Station à Sainte-Praxède
              
Madeleine et Judas.
         
C’est une particularité de la liturgie romaine d’aimer à compter les jours qui nous séparent d’une grande fête. Dès le quatrième dimanche de Carême, nous l’entendons nous dire : Pâques est proche. Le dimanche de la Passion, elle disait : dans quatorze jours. Elle dit, aujourd’hui : “ Six jours avant Pâques ”. Les antiennes directrices de ces trois jours ne sont pas tirées de l’Évangile du jour, mais nous représentent quelque scène de la Passion. L’intention de l’Église est de nous faire vivre toute la journée dans la pensée de la Passion du Seigneur.

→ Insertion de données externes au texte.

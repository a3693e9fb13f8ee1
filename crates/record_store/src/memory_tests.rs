//! Tests for the in-memory record store.

use super::*;
use crate::models::{HttpMethod, InvocationStatus, LogEntryId, ResponsePayload};
use chrono::{Duration, Utc};
use serde_json::json;
use std::sync::Arc;

fn webhook(owner: &str, name: &str, age_seconds: i64) -> WebhookRecord {
    WebhookRecord {
        id: WebhookId::new(),
        owner_id: owner.to_string(),
        name: name.to_string(),
        url: "https://example.com/hook".to_string(),
        method: HttpMethod::Post,
        created_at: Utc::now() - Duration::seconds(age_seconds),
    }
}

fn log_entry(owner: &str, webhook_id: WebhookId, age_seconds: i64) -> InvocationLogRecord {
    InvocationLogRecord {
        id: LogEntryId::new(),
        webhook_id,
        owner_id: owner.to_string(),
        request_payload: json!({}),
        response_payload: ResponsePayload::Text("ok".to_string()),
        status: InvocationStatus::Success,
        created_at: Utc::now() - Duration::seconds(age_seconds),
    }
}

// ============================================================================
// WebhookStore
// ============================================================================

#[tokio::test]
async fn test_list_returns_newest_first() {
    let store = MemoryRecordStore::new();
    store.insert(webhook("user-1", "oldest", 30)).await.unwrap();
    store.insert(webhook("user-1", "middle", 20)).await.unwrap();
    store.insert(webhook("user-1", "newest", 10)).await.unwrap();

    let listed = store.list_for_owner("user-1").await.unwrap();
    let names: Vec<&str> = listed.iter().map(|r| r.name.as_str()).collect();
    assert_eq!(names, vec!["newest", "middle", "oldest"]);
}

#[tokio::test]
async fn test_list_is_scoped_to_owner() {
    let store = MemoryRecordStore::new();
    store.insert(webhook("user-1", "mine", 0)).await.unwrap();
    store.insert(webhook("user-2", "theirs", 0)).await.unwrap();

    let listed = store.list_for_owner("user-1").await.unwrap();
    assert_eq!(listed.len(), 1);
    assert_eq!(listed[0].name, "mine");
}

#[tokio::test]
async fn test_list_for_unknown_owner_is_empty() {
    let store = MemoryRecordStore::new();
    assert!(store.list_for_owner("nobody").await.unwrap().is_empty());
}

#[tokio::test]
async fn test_delete_removes_record_and_returns_it() {
    let store = MemoryRecordStore::new();
    let record = webhook("user-1", "doomed", 0);
    let id = record.id;
    store.insert(record.clone()).await.unwrap();

    let removed = store.delete_for_owner("user-1", id).await.unwrap();
    assert_eq!(removed, Some(record));
    assert!(store.list_for_owner("user-1").await.unwrap().is_empty());
}

#[tokio::test]
async fn test_delete_for_wrong_owner_yields_none() {
    let store = MemoryRecordStore::new();
    let record = webhook("user-1", "mine", 0);
    let id = record.id;
    store.insert(record).await.unwrap();

    let removed = store.delete_for_owner("user-2", id).await.unwrap();
    assert_eq!(removed, None);

    // The record itself is untouched.
    assert_eq!(store.list_for_owner("user-1").await.unwrap().len(), 1);
}

#[tokio::test]
async fn test_delete_unknown_id_yields_none() {
    let store = MemoryRecordStore::new();
    let removed = store
        .delete_for_owner("user-1", WebhookId::new())
        .await
        .unwrap();
    assert_eq!(removed, None);
}

// ============================================================================
// InvocationLogStore
// ============================================================================

#[tokio::test]
async fn test_recent_truncates_to_limit() {
    let store = MemoryRecordStore::new();
    let webhook_id = WebhookId::new();
    for age in 0..5 {
        store
            .append(log_entry("user-1", webhook_id, age))
            .await
            .unwrap();
    }

    let records = store.recent_for_owner("user-1", 3).await.unwrap();
    assert_eq!(records.len(), 3);
}

#[tokio::test]
async fn test_recent_is_sorted_newest_first() {
    let store = MemoryRecordStore::new();
    let webhook_id = WebhookId::new();
    store
        .append(log_entry("user-1", webhook_id, 30))
        .await
        .unwrap();
    store
        .append(log_entry("user-1", webhook_id, 10))
        .await
        .unwrap();
    store
        .append(log_entry("user-1", webhook_id, 20))
        .await
        .unwrap();

    let records = store.recent_for_owner("user-1", 10).await.unwrap();
    let mut sorted = records.clone();
    sorted.sort_by(|a, b| b.created_at.cmp(&a.created_at));
    assert_eq!(records, sorted);
}

#[tokio::test]
async fn test_recent_is_scoped_to_owner() {
    let store = MemoryRecordStore::new();
    store
        .append(log_entry("user-1", WebhookId::new(), 0))
        .await
        .unwrap();
    store
        .append(log_entry("user-2", WebhookId::new(), 0))
        .await
        .unwrap();

    let records = store.recent_for_owner("user-1", 10).await.unwrap();
    assert_eq!(records.len(), 1);
    assert_eq!(records[0].owner_id, "user-1");
}

#[tokio::test]
async fn test_for_webhook_filters_by_id() {
    let store = MemoryRecordStore::new();
    let target = WebhookId::new();
    let other = WebhookId::new();
    store.append(log_entry("user-1", target, 0)).await.unwrap();
    store.append(log_entry("user-1", other, 0)).await.unwrap();
    store.append(log_entry("user-1", target, 5)).await.unwrap();

    let records = store.for_webhook("user-1", target, 10).await.unwrap();
    assert_eq!(records.len(), 2);
    assert!(records.iter().all(|r| r.webhook_id == target));
}

#[tokio::test]
async fn test_concurrent_appends_all_land() {
    let store = Arc::new(MemoryRecordStore::new());
    let webhook_id = WebhookId::new();

    let mut handles = Vec::new();
    for _ in 0..10 {
        let store = Arc::clone(&store);
        handles.push(tokio::spawn(async move {
            store.append(log_entry("user-1", webhook_id, 0)).await
        }));
    }
    for handle in handles {
        handle.await.unwrap().unwrap();
    }

    let records = store.recent_for_owner("user-1", 100).await.unwrap();
    assert_eq!(records.len(), 10);
}
//! Webhook registry operations.
//!
//! This module provides the [`WebhookRegistry`] component owning create,
//! list, and delete over webhook definitions, always scoped to the calling
//! session's owner.

use std::sync::Arc;

use auth_session::Session;
use chrono::Utc;
use record_store::{HttpMethod, WebhookId, WebhookRecord, WebhookStore};
use tracing::{debug, info};

use crate::errors::{RegistryError, RegistryResult};
use crate::webhook::{TargetUrl, WebhookName};

#[cfg(test)]
#[path = "registry_tests.rs"]
mod tests;

/// Owns the set of webhook definitions for authenticated callers.
///
/// Mutations return the affected record directly instead of relying on the
/// caller to refetch; when and whether a list view refreshes is the caller's
/// concern.
///
/// # Examples
///
/// ```rust,no_run
/// use std::sync::Arc;
/// use auth_session::{OwnerId, Session};
/// use hook_harness_core::WebhookRegistry;
/// use record_store::{HttpMethod, MemoryRecordStore};
///
/// # async fn example() -> Result<(), Box<dyn std::error::Error>> {
/// let registry = WebhookRegistry::new(Arc::new(MemoryRecordStore::new()));
/// let session = Session::new(OwnerId::new("user-1")?);
///
/// let created = registry
///     .create(&session, "Test", "https://example.com/hook", HttpMethod::Post)
///     .await?;
/// let listed = registry.list(&session).await?;
/// assert_eq!(listed.first(), Some(&created));
/// # Ok(())
/// # }
/// ```
pub struct WebhookRegistry {
    /// Store holding the definition records
    store: Arc<dyn WebhookStore>,
}

impl WebhookRegistry {
    /// Creates a registry over the given store.
    pub fn new(store: Arc<dyn WebhookStore>) -> Self {
        Self { store }
    }

    /// Registers a new webhook definition and returns the stored record.
    ///
    /// # Errors
    ///
    /// - [`RegistryError::Validation`] when the name is empty/too long or
    ///   the URL is not an absolute http(s) URL; nothing is stored.
    /// - [`RegistryError::Storage`] when the store rejects the write.
    pub async fn create(
        &self,
        session: &Session,
        name: &str,
        url: &str,
        method: HttpMethod,
    ) -> RegistryResult<WebhookRecord> {
        let name = WebhookName::new(name)?;
        let url = TargetUrl::new(url)?;

        let record = WebhookRecord {
            id: WebhookId::new(),
            owner_id: session.owner().as_str().to_string(),
            name: name.as_str().to_string(),
            url: url.as_str().to_string(),
            method,
            created_at: Utc::now(),
        };

        self.store.insert(record.clone()).await?;
        info!(webhook_id = %record.id, name = %record.name, "webhook registered");
        Ok(record)
    }

    /// Lists the caller's webhook definitions, most recently created first.
    ///
    /// Returns an empty vector when the caller has none.
    ///
    /// # Errors
    /// Returns [`RegistryError::Storage`] when the store read fails.
    pub async fn list(&self, session: &Session) -> RegistryResult<Vec<WebhookRecord>> {
        let records = self.store.list_for_owner(session.owner().as_str()).await?;
        debug!(count = records.len(), "listed webhooks");
        Ok(records)
    }

    /// Deletes one of the caller's webhook definitions and returns it.
    ///
    /// Log entries referencing the definition are untouched; the audit
    /// trail is independent of the definition's lifecycle.
    ///
    /// # Errors
    ///
    /// Returns [`RegistryError::NotFound`] when no definition with that id
    /// exists for this owner. Another owner's definition is reported the
    /// same way, never as an access failure.
    pub async fn delete(&self, session: &Session, id: WebhookId) -> RegistryResult<WebhookRecord> {
        let removed = self
            .store
            .delete_for_owner(session.owner().as_str(), id)
            .await?;

        match removed {
            Some(record) => {
                info!(webhook_id = %record.id, name = %record.name, "webhook deleted");
                Ok(record)
            }
            None => Err(RegistryError::NotFound),
        }
    }
}
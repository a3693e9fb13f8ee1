//! Tests for the JSON file store.

use super::*;
use crate::models::{HttpMethod, InvocationStatus, LogEntryId, ResponsePayload};
use chrono::Utc;
use serde_json::json;

fn webhook(owner: &str, name: &str) -> WebhookRecord {
    WebhookRecord {
        id: WebhookId::new(),
        owner_id: owner.to_string(),
        name: name.to_string(),
        url: "https://example.com/hook".to_string(),
        method: HttpMethod::Post,
        created_at: Utc::now(),
    }
}

fn log_entry(owner: &str, webhook_id: WebhookId) -> InvocationLogRecord {
    InvocationLogRecord {
        id: LogEntryId::new(),
        webhook_id,
        owner_id: owner.to_string(),
        request_payload: json!({}),
        response_payload: ResponsePayload::Text("ok".to_string()),
        status: InvocationStatus::Success,
        created_at: Utc::now(),
    }
}

#[tokio::test]
async fn test_open_missing_file_starts_empty() {
    let dir = tempfile::tempdir().unwrap();
    let store = JsonFileStore::open(dir.path().join("store.json"))
        .await
        .unwrap();
    assert!(store.list_for_owner("user-1").await.unwrap().is_empty());
}

#[tokio::test]
async fn test_open_rejects_corrupt_file() {
    let dir = tempfile::tempdir().unwrap();
    let path = dir.path().join("store.json");
    std::fs::write(&path, "not json at all").unwrap();

    let result = JsonFileStore::open(&path).await;
    assert!(matches!(result, Err(StorageError::ReadFailed(_))));
}

#[tokio::test]
async fn test_records_survive_reopen() {
    let dir = tempfile::tempdir().unwrap();
    let path = dir.path().join("store.json");

    let record = webhook("user-1", "durable");
    let webhook_id = record.id;
    {
        let store = JsonFileStore::open(&path).await.unwrap();
        store.insert(record.clone()).await.unwrap();
        store
            .append(log_entry("user-1", webhook_id))
            .await
            .unwrap();
    }

    let reopened = JsonFileStore::open(&path).await.unwrap();
    let listed = reopened.list_for_owner("user-1").await.unwrap();
    assert_eq!(listed, vec![record]);

    let logs = reopened.for_webhook("user-1", webhook_id, 10).await.unwrap();
    assert_eq!(logs.len(), 1);
}

#[tokio::test]
async fn test_delete_persists_across_reopen() {
    let dir = tempfile::tempdir().unwrap();
    let path = dir.path().join("store.json");

    let record = webhook("user-1", "doomed");
    let id = record.id;
    {
        let store = JsonFileStore::open(&path).await.unwrap();
        store.insert(record).await.unwrap();
        let removed = store.delete_for_owner("user-1", id).await.unwrap();
        assert!(removed.is_some());
    }

    let reopened = JsonFileStore::open(&path).await.unwrap();
    assert!(reopened.list_for_owner("user-1").await.unwrap().is_empty());
}

#[tokio::test]
async fn test_logs_survive_webhook_delete() {
    let dir = tempfile::tempdir().unwrap();
    let store = JsonFileStore::open(dir.path().join("store.json"))
        .await
        .unwrap();

    let record = webhook("user-1", "audited");
    let webhook_id = record.id;
    store.insert(record).await.unwrap();
    store
        .append(log_entry("user-1", webhook_id))
        .await
        .unwrap();
    store.delete_for_owner("user-1", webhook_id).await.unwrap();

    let logs = store.for_webhook("user-1", webhook_id, 10).await.unwrap();
    assert_eq!(logs.len(), 1);
}

#[tokio::test]
async fn test_owner_scoping_in_file_store() {
    let dir = tempfile::tempdir().unwrap();
    let store = JsonFileStore::open(dir.path().join("store.json"))
        .await
        .unwrap();

    store.insert(webhook("user-1", "mine")).await.unwrap();
    store.insert(webhook("user-2", "theirs")).await.unwrap();

    let listed = store.list_for_owner("user-2").await.unwrap();
    assert_eq!(listed.len(), 1);
    assert_eq!(listed[0].name, "theirs");
}
//! Error types for the HookHarness core.
//!
//! The taxonomy separates registry-path failures, which surface directly to
//! the caller with no persisted side effect, from invocation-path failures,
//! which are absorbed into the audit trail as `error` entries. The one
//! ambiguous case - an audit append that fails after the network call
//! already completed - gets its own variant so callers can observe it.

use auth_session::AuthError;
use record_store::{InvocationLogRecord, StorageError};
use thiserror::Error;

#[cfg(test)]
#[path = "errors_tests.rs"]
mod tests;

/// Result type for registry and audit operations.
pub type RegistryResult<T> = std::result::Result<T, RegistryError>;

/// Malformed input to a registry operation.
///
/// Reported to the caller immediately; no side effect occurs.
#[derive(Debug, Error, PartialEq, Eq)]
pub enum ValidationError {
    /// A required field was empty.
    #[error("Field '{field}' cannot be empty")]
    EmptyField {
        /// Name of the offending field
        field: String,
    },

    /// A field exceeded its maximum length.
    #[error("Field '{field}' is too long: {actual} characters (max: {max})")]
    TooLong {
        /// Name of the offending field
        field: String,
        /// Actual length
        actual: usize,
        /// Maximum allowed length
        max: usize,
    },

    /// A field did not match the expected format.
    #[error("Field '{field}' has invalid format: {reason}")]
    InvalidFormat {
        /// Name of the offending field
        field: String,
        /// Why the value was rejected
        reason: String,
    },
}

impl ValidationError {
    /// Creates an [`ValidationError::EmptyField`] error.
    pub fn empty_field(field: impl Into<String>) -> Self {
        Self::EmptyField {
            field: field.into(),
        }
    }

    /// Creates a [`ValidationError::TooLong`] error.
    pub fn too_long(field: impl Into<String>, actual: usize, max: usize) -> Self {
        Self::TooLong {
            field: field.into(),
            actual,
            max,
        }
    }

    /// Creates an [`ValidationError::InvalidFormat`] error.
    pub fn invalid_format(field: impl Into<String>, reason: impl Into<String>) -> Self {
        Self::InvalidFormat {
            field: field.into(),
            reason: reason.into(),
        }
    }
}

/// Errors surfaced by registry and audit-read operations.
#[derive(Debug, Error)]
pub enum RegistryError {
    /// Input failed validation; nothing was stored.
    #[error(transparent)]
    Validation(#[from] ValidationError),

    /// No valid owner identity for the call.
    ///
    /// Registry operations take an already-resolved [`auth_session::Session`],
    /// so this crate never produces the variant itself. It exists for
    /// embedders that resolve identity per call and want the provider's
    /// [`AuthError`] to flow through `?` as a registry failure.
    #[error(transparent)]
    AuthRequired(#[from] AuthError),

    /// The target record does not exist for this owner.
    ///
    /// Identical for "does not exist" and "exists but belongs to someone
    /// else", so existence never leaks across owners.
    #[error("Webhook not found")]
    NotFound,

    /// The record store rejected a read or write.
    #[error(transparent)]
    Storage(#[from] StorageError),
}

/// Errors surfaced by [`crate::InvocationEngine::invoke`].
///
/// Transport and payload-parse failures never appear here: those become
/// `error` log entries and the call returns `Ok`. The only failures a
/// caller sees directly are a missing identity and a lost audit record.
#[derive(Debug, Error)]
pub enum InvokeError {
    /// No valid owner identity for the call.
    ///
    /// As with [`RegistryError::AuthRequired`], the engine itself never
    /// produces this: callers hand it a resolved session. The variant lets
    /// embedders that defer identity resolution convert [`AuthError`] with
    /// `?` instead of wrapping it in their own type.
    #[error(transparent)]
    AuthRequired(#[from] AuthError),

    /// The invocation ran to completion but the audit record could not be
    /// stored. The network call may have succeeded; the un-persisted entry
    /// is carried so the caller can inspect or report the outcome.
    #[error("Invocation completed but the audit record was not stored: {source}")]
    Unrecorded {
        /// The entry that failed to persist
        entry: Box<InvocationLogRecord>,
        /// The underlying store failure
        #[source]
        source: StorageError,
    },
}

“ Père, glorifie-moi près de toi de cette gloire que j’avais avant que le monde fût créé ” (Ant. Bened.).
“ Je ne détourne pas mon visage de ceux qui m’insultent et me couvrent de crachats ” (Ant. Prime).
“ Ils ont payé comme prix, pour moi, trente pièces d’argent et c’est à cette mince somme que j’ai été estimé ” (Ant. Sexte).
“ Tu n’aurais pas de pouvoir sur moi s’il ne t’avait pas été donné d’en-haut ” (Ant. Magn.).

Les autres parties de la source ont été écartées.